26.11.2008 | Insolvenzordnung
Neuer alter Überschuldungsbegriff
von RA Dr. Carsten Wegner, FA StrR, Berlin
Fast unbemerkt hat der Gesetzgeber im Zusammenhang mit den Maßnahmen zur Stabilisierung des Finanzmarktes eine Änderung der Insolvenzordnung beschlossen (BGBl I, 1982). Der Überschuldungsbegriff des § 19 InsO wurde in den Rechtszustand zurückgesetzt, der vor der Einführung der Insolvenzordnung zum 1.1.99 maßgebend war. Von der Neuregelung profitieren dabei nicht nur Finanzmarktunternehmen, sondern alle unternehmerisch tätigen Gesellschaften.
1. Insolvenzrechtlicher Hintergrund
Mit der zum 1.1.99 in Kraft getretenen Insolvenzordnung hatte der 24. Abschnitt des StGB (§§ 283 ff.) die Überschrift „Insolvenzstraftaten“ erhalten. Durch die Vereinigung der Konkurs- und Vergleichsordnung zu einem einheitlichen Insolvenzverfahren sowie dem Auslaufen der Gesamtvollstreckungsordnung in den neuen Bundesländern wurden in §§ 283 ff. StGB redaktionelle Anpassungen erforderlich.

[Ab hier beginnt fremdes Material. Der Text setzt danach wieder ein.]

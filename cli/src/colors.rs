use colored::*;

pub struct ColorScheme;

impl ColorScheme {
    pub fn new(use_colors: bool) -> Self {
        if !use_colors {
            colored::control::set_override(false);
        }
        Self
    }

    pub fn actor_name(&self, text: &str) -> ColoredString {
        text.yellow()
    }

    pub fn movie_name(&self, text: &str) -> ColoredString {
        text.cyan()
    }

    pub fn success(&self, text: &str) -> ColoredString {
        text.green()
    }

    pub fn error(&self, text: &str) -> ColoredString {
        text.red()
    }

    pub fn prompt(&self, text: &str) -> ColoredString {
        text.blue()
    }

    pub fn number(&self, text: &str) -> ColoredString {
        text.green()
    }

    pub fn stats(&self, text: &str) -> ColoredString {
        text.blue()
    }
}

Eine Reform des Konkursstrafrechts war zwar nach den Gesetzgebungsmaterialien nicht beabsichtigt. Die Erfahrungen in der Praxis zeigen jedoch, dass diese Reform das Insolvenzstrafrecht nicht unberührt gelassen hat. Da die Voraussetzungen für die Eröffnung eines Insolvenzverfahrens aufgrund der seinerzeit neu geschaffenen Definitionen in §§ 17 bis 19 InsO früher und leichter gegeben sind, als es zuvor für ein Konkursverfahren der Fall war, konnte beispielsweise die objektive Strafbarkeitsbedingung des § 283 Abs. 6 StGB eher und häufiger erfüllt sein und somit zu einer Vorverlagerung der strafrechtlichen Verantwortlichkeit führen. Darüber hinaus bestand die Gefahr, dass mit den gegenüber dem bisherigen Verständnis weitergehenden Legaldefinitionen der Insolvenzgründe in §§ 17 ff. InsO (Wegner in Achenbach/Ransiek, Wirtschaftsstrafrecht, 2. Aufl., Rn. 19 ff., 62 ff.) eine Ausweitung der strafrechtlichen Verantwortlichkeit verbunden ist; dies betraf insbesondere die in den einzelnen gesellschaftsrechtlichen Gesetzen geregelten Tatbestände der Insolvenzverschleppung:
- § 64 Abs. 1, § 84 Abs. 1 N. 2 GmbHG für die GmbH;
- § 130b Abs. 1 HGB, § 130a Abs. 1 und Abs. 4 HGB für die OHG, bei der keiner der Gesellschafter eine natürliche Person ist;
- § 130b Abs. 1 HGB, § 130a Abs. 1 und Abs. 4 HGB, § 177a HGB für KG;
- § 401 Abs. 1 Nr. 2 AktG, § 92 Abs. 2 S. 2 AktG für die AG;
- § 148 Abs. 1 GenG, § 99 GenG für Genossenschaften;
2. Die aktuelle Krise auf dem Finanzmarkt
Die gegenwärtige Krise auf dem Finanzmarkt hat zu erheblichen Wertverlusten insbesondere bei Aktien und Immobilien geführt. Dies kann bei Unternehmen, die von diesen Verlusten besonders stark betroffen sind, zu einer bilanziellen Überschuldung i.S. des § 19 InsO führen. Konnten diese Verluste nicht durch sonstige Vermögenswerte ausgeglichen werden, waren die Geschäftsführer bzw. Vorstände nach dem bislang geltenden Recht verpflichtet, unverzüglich, spätestens aber innerhalb von drei Wochen nach Eintritt dieser – rechnerischen – Überschuldung, einen Insolvenzantrag zu stellen. Bei einem Unterlassen drohten sanktionsrechtliche Risiken.